**Exercise brief:** All lines in the records below with the word "satisfied" must be returned.

[Dataset entries]
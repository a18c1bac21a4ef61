use super::inline;
use super::TemplateError;
use crate::cache_key::content_hash;
use minijinja::value::ValueKind;
use minijinja::{Environment, ErrorKind, UndefinedBehavior};
use serde_json::Value;
use std::collections::HashMap;
use std::fmt::Write as _;
use std::sync::RwLock;
use tracing::warn;

struct Inner {
    env: Environment<'static>,
    /// `None` marks a compiled template, `Some` holds the compile error
    entries: HashMap<String, Option<String>>,
}

/// Memoizes compiled text templates by content hash
pub struct TemplateCache {
    inner: RwLock<Inner>,
}

impl std::fmt::Debug for TemplateCache {
    fn fmt(&self, f: &mut std::fmt::Formatter<'_>) -> std::fmt::Result {
        f.debug_struct("TemplateCache")
            .field("entries", &self.len())
            .finish()
    }
}

impl Default for TemplateCache {
    fn default() -> Self {
        Self::new()
    }
}

pub(crate) fn build_environment() -> Environment<'static> {
    let mut env = Environment::new();
    env.set_undefined_behavior(UndefinedBehavior::Chainable);
    env.set_keep_trailing_newline(true);
    // JSON spelling for the scalars the engine would otherwise print Python-style
    env.set_formatter(|out, state, value| {
        let literal = match value.kind() {
            ValueKind::None => "null",
            ValueKind::Bool if value.is_true() => "true",
            ValueKind::Bool => "false",
            _ => return minijinja::escape_formatter(out, state, value),
        };
        out.write_str(literal)
            .map_err(|_| minijinja::Error::new(ErrorKind::WriteFailure, "failed to write output"))
    });
    env
}

impl TemplateCache {
    pub fn new() -> Self {
        Self {
            inner: RwLock::new(Inner {
                env: build_environment(),
                entries: HashMap::new(),
            }),
        }
    }

    /// Render a prepared template source against `data`.
    ///
    /// An empty source is the pass-through template and yields `Ok(None)`.
    pub fn render(&self, source: &str, data: &Value) -> Result<Option<String>, TemplateError> {
        if source.is_empty() {
            return Ok(None);
        }

        let key = content_hash(source);
        self.ensure_compiled(&key, source)?;

        let inner = self.inner.read().unwrap_or_else(|e| e.into_inner());
        let template = inner
            .env
            .get_template(&key)
            .map_err(|e| TemplateError::Render(e.to_string()))?;
        let ctx = minijinja::context! { ctx => minijinja::Value::from_serialize(data) };
        template
            .render(ctx)
            .map(Some)
            .map_err(|e| TemplateError::Render(e.to_string()))
    }

    /// Two-pass placeholder rendering; see [`crate::template::render_inline`]
    pub fn render_inline(&self, source: &str, params: &Value) -> Result<String, TemplateError> {
        if !inline::has_template_syntax(source) {
            return Ok(source.to_string());
        }

        let prepared = inline::prepare(source, params);
        Ok(self
            .render(&prepared.source, &prepared.data)?
            .unwrap_or_default())
    }

    /// Like [`TemplateCache::render_inline`], but the source is compiled for
    /// this call only. Used for sources that already carry message data, so
    /// the cache does not grow with traffic.
    pub fn render_inline_once(&self, source: &str, params: &Value) -> Result<String, TemplateError> {
        if !inline::has_template_syntax(source) {
            return Ok(source.to_string());
        }

        let prepared = inline::prepare(source, params);
        let inner = self.inner.read().unwrap_or_else(|e| e.into_inner());
        let ctx = minijinja::context! { ctx => minijinja::Value::from_serialize(&prepared.data) };
        inner
            .env
            .render_str(&prepared.source, ctx)
            .map_err(|e| match e.kind() {
                ErrorKind::SyntaxError => TemplateError::Syntax(e.to_string()),
                _ => TemplateError::Render(e.to_string()),
            })
    }

    fn ensure_compiled(&self, key: &str, source: &str) -> Result<(), TemplateError> {
        {
            let inner = self.inner.read().unwrap_or_else(|e| e.into_inner());
            match inner.entries.get(key) {
                Some(None) => return Ok(()),
                Some(Some(message)) => return Err(TemplateError::Syntax(message.clone())),
                None => {}
            }
        }

        let mut inner = self.inner.write().unwrap_or_else(|e| e.into_inner());
        match inner.entries.get(key) {
            Some(None) => return Ok(()),
            Some(Some(message)) => return Err(TemplateError::Syntax(message.clone())),
            None => {}
        }

        match inner
            .env
            .add_template_owned(key.to_string(), source.to_string())
        {
            Ok(()) => {
                inner.entries.insert(key.to_string(), None);
                Ok(())
            }
            Err(err) => {
                let message = err.to_string();
                warn!(template = source, error = %message, "Failed to compile template");
                inner.entries.insert(key.to_string(), Some(message.clone()));
                Err(TemplateError::Syntax(message))
            }
        }
    }

    pub fn len(&self) -> usize {
        self.inner
            .read()
            .unwrap_or_else(|e| e.into_inner())
            .entries
            .len()
    }

    pub fn is_empty(&self) -> bool {
        self.len() == 0
    }
}
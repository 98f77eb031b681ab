pub mod dimacs;

#[cfg(test)]
use quickcheck::{Arbitrary, Gen};
use std::collections::BTreeSet;
use std::fmt::Debug;
use std::fmt::{self, Formatter};
use std::ops::Index;

/// Position of a clause within its formula. Stable for the formula's
/// lifetime, since clauses are only ever appended.
pub type ClauseIndex = usize;

#[derive(Clone, Copy, PartialOrd, Ord, PartialEq, Eq, Hash)]
pub struct Variable(pub usize);

impl Debug for Variable {
    fn fmt(&self, f: &mut Formatter<'_>) -> fmt::Result {
        write!(f, "{}", self.0)
    }
}

#[derive(Clone, Copy, PartialOrd, Ord, PartialEq, Eq, Hash)]
pub enum Literal {
    Positive(Variable),
    Negative(Variable),
}

impl Literal {
    pub fn variable(&self) -> Variable {
        match self {
            Literal::Positive(v) | Literal::Negative(v) => *v,
        }
    }

    pub fn is_positive(&self) -> bool {
        match self {
            Literal::Positive(_) => true,
            Literal::Negative(_) => false,
        }
    }

    pub fn negated(&self) -> Self {
        match self {
            Literal::Positive(v) => Literal::Negative(*v),
            Literal::Negative(v) => Literal::Positive(*v),
        }
    }
}

impl Debug for Literal {
    fn fmt(&self, f: &mut Formatter<'_>) -> fmt::Result {
        match self {
            Literal::Positive(v) => write!(f, "{:?}", v),
            Literal::Negative(v) => write!(f, "!{:?}", v),
        }
    }
}

/// A disjunction of distinct literals. The parser and the learned-clause
/// construction both guarantee that no variable appears twice; the empty
/// clause only occurs as the unsatisfiable input case.
#[derive(Clone)]
pub struct Clause {
    literals: Vec<Literal>,
}

impl Clause {
    pub fn new(disjuncts: impl IntoIterator<Item = Literal>) -> Self {
        Self {
            literals: disjuncts.into_iter().collect(),
        }
    }

    pub fn literals(&self) -> impl Iterator<Item = &Literal> {
        self.literals.iter()
    }

    pub fn len(&self) -> usize {
        self.literals.len()
    }

    pub fn is_empty(&self) -> bool {
        self.literals.is_empty()
    }

    pub fn contains_variable(&self, variable: Variable) -> bool {
        self.literals.iter().any(|literal| literal.variable() == variable)
    }
}

impl Debug for Clause {
    fn fmt(&self, f: &mut Formatter<'_>) -> fmt::Result {
        let mut first_literal = true;
        write!(f, "(")?;
        for l in &self.literals {
            if !first_literal {
                write!(f, " | ")?;
            }
            first_literal = false;
            write!(f, "{:?}", l)?;
        }
        write!(f, ")")
    }
}

#[derive(Clone)]
pub struct Formula {
    clauses: Vec<Clause>,
    variables: BTreeSet<Variable>,
}

impl Formula {
    pub fn new(conjuncts: impl IntoIterator<Item = Clause>) -> Self {
        let clauses: Vec<Clause> = conjuncts.into_iter().collect();
        let variables = clauses
            .iter()
            .flat_map(|clause| clause.literals().map(Literal::variable))
            .collect();
        Self { clauses, variables }
    }

    pub fn clauses(&self) -> impl Iterator<Item = &Clause> {
        self.clauses.iter()
    }

    pub fn len(&self) -> usize {
        self.clauses.len()
    }

    pub fn is_empty(&self) -> bool {
        self.clauses.is_empty()
    }

    /// The variables of the original clauses, in ascending order. The
    /// ordering makes decision order (and so the whole search) deterministic.
    /// Learned clauses never introduce variables, so the set is fixed.
    pub fn variables(&self) -> impl Iterator<Item = &Variable> {
        self.variables.iter()
    }

    pub fn num_variables(&self) -> usize {
        self.variables.len()
    }

    /// Append a learned clause, returning the index it is addressable under.
    pub fn add_clause(&mut self, clause: Clause) -> ClauseIndex {
        let index = self.clauses.len();
        self.clauses.push(clause);
        index
    }
}

impl Index<ClauseIndex> for Formula {
    type Output = Clause;

    fn index(&self, index: ClauseIndex) -> &Clause {
        &self.clauses[index]
    }
}

impl Debug for Formula {
    fn fmt(&self, f: &mut Formatter) -> Result<(), fmt::Error> {
        let mut first_clause = true;
        for clause in &self.clauses {
            if !first_clause {
                write!(f, " & ")?;
            }
            first_clause = false;
            write!(f, "{:?}", clause)?;
        }
        Ok(())
    }
}

#[cfg(test)]
pub(crate) fn p(x: usize) -> Literal {
    Literal::Positive(Variable(x))
}

#[cfg(test)]
pub(crate) fn n(x: usize) -> Literal {
    Literal::Negative(Variable(x))
}

#[cfg(test)]
impl Arbitrary for Formula {
    fn arbitrary<G: Gen>(g: &mut G) -> Self {
        const MAX_VARS: u32 = 10;
        const MAX_CLAUSE_FACTOR: u32 = 5;

        let num_vars = g.next_u32() % MAX_VARS + 1;
        let clause_factor = g.next_u32() % MAX_CLAUSE_FACTOR + 1;
        let num_clauses = num_vars * clause_factor;

        Formula::new((0..num_clauses).map(|_| {
            // random 3-CNF, each clause over distinct variables
            let clause_size = num_vars.min(3) as usize;
            let mut variables = BTreeSet::new();
            while variables.len() < clause_size {
                variables.insert(Variable((g.next_u32() % num_vars + 1) as usize));
            }
            Clause::new(variables.into_iter().map(|variable| {
                if g.next_u32() % 2 == 0 {
                    Literal::Positive(variable)
                } else {
                    Literal::Negative(variable)
                }
            }))
        }))
    }
}
use crate::formula::{Formula, Variable};
use crate::{Model, SatResult};
use std::collections::HashMap;

/// Simple brute-force solver implementation for use as ground truth in tests
pub(crate) fn solve_brute_force(f: &Formula) -> SatResult {
    let variables: Vec<Variable> = f.variables().copied().collect();
    assert!(variables.len() <= 20); // just for safety; this is a very bad solver!

    let bit_for: HashMap<Variable, usize> = variables
        .iter()
        .enumerate()
        .map(|(bit, &variable)| (variable, bit))
        .collect();

    fn value_for(assignment: u32, bit: usize) -> bool {
        assignment & (1 << bit) == 0
    }

    'search: for assignment in 0..2u32.pow(variables.len() as u32) {
        'clauses: for clause in f.clauses() {
            for literal in clause.literals() {
                if value_for(assignment, bit_for[&literal.variable()]) == literal.is_positive() {
                    // this clause is satisfied, let's go to the next one
                    continue 'clauses;
                }
            }
            // if we got here, this clause was not satisfied, so this assignment is bogus
            continue 'search;
        }
        // if we got here, every clause was satisfied, so we're done and satisfiable
        let model: Model = variables
            .iter()
            .map(|&variable| (variable, value_for(assignment, bit_for[&variable])))
            .collect();
        return SatResult::Satisfiable(model);
    }
    // no assignment is valid
    SatResult::Unsatisfiable
}

#[cfg(test)]
mod tests {
    use super::*;
    use crate::formula::{n, p, Clause};

    #[test]
    fn solve_bcp_sat() {
        let c1 = Clause::new(vec![p(1), p(2)]);
        let c2 = Clause::new(vec![n(1)]);
        let f = Formula::new(vec![c1, c2]);

        match solve_brute_force(&f) {
            SatResult::Satisfiable(model) => {
                assert_eq!(model[&Variable(1)], false);
                assert_eq!(model[&Variable(2)], true);
            }
            SatResult::Unsatisfiable => panic!("formula is satisfiable"),
        }
    }

    #[test]
    fn solve_bcp_unsat() {
        let c1 = Clause::new(vec![p(1), p(2)]);
        let c2 = Clause::new(vec![n(1)]);
        let c3 = Clause::new(vec![n(2)]);
        let f = Formula::new(vec![c1, c2, c3]);

        assert_eq!(solve_brute_force(&f), SatResult::Unsatisfiable);
    }

    #[test]
    fn solve_empty_formula_sat() {
        let f = Formula::new(vec![]);
        assert_eq!(solve_brute_force(&f), SatResult::Satisfiable(Model::new()));
    }

    #[test]
    fn solve_conflict_sat() {
        let c1 = Clause::new(vec![p(1), p(2), p(3)]);
        let c2 = Clause::new(vec![n(1), n(2), p(3)]);
        let c3 = Clause::new(vec![n(2), n(3)]);
        let f = Formula::new(vec![c1, c2, c3]);

        assert!(matches!(solve_brute_force(&f), SatResult::Satisfiable(_)));
    }

    #[test]
    fn solve_conflict_unsat() {
        let c1 = Clause::new(vec![p(1), p(2)]);
        let c2 = Clause::new(vec![n(1)]);
        let c3 = Clause::new(vec![n(2)]);
        let f = Formula::new(vec![c1, c2, c3]);

        assert_eq!(solve_brute_force(&f), SatResult::Unsatisfiable);
    }
}
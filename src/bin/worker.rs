use anyhow::{Error, Result};
use tracing_subscriber::EnvFilter;

use notification_service::clients::rbmq::RabbitMqClient;
use notification_service::clients::redis::RedisClient;
use notification_service::config::Config;
use notification_service::worker;

#[tokio::main]
async fn main() -> Result<(), Error> {
    tracing_subscriber::fmt()
        .with_env_filter(
            EnvFilter::try_from_default_env()
                .unwrap_or_else(|_| EnvFilter::new("notification_service=info,worker=info")),
        )
        .init();

    let config = Config::load()?;

    tracing::info!(
        environment = ?config.node_env,
        max_retries = config.max_retries,
        prefetch_count = config.prefetch_count,
        "Starting notification worker"
    );

    let redis = RedisClient::connect(&config).await?;
    let broker = RabbitMqClient::connect(&config).await?;

    worker::run(config, broker, redis).await
}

**Expected answer:**
                    // this clause is satisfied, let's go to the next one
            // if we got here, this clause was not satisfied, so this assignment is bogus
        // if we got here, every clause was satisfied, so we're done and satisfiable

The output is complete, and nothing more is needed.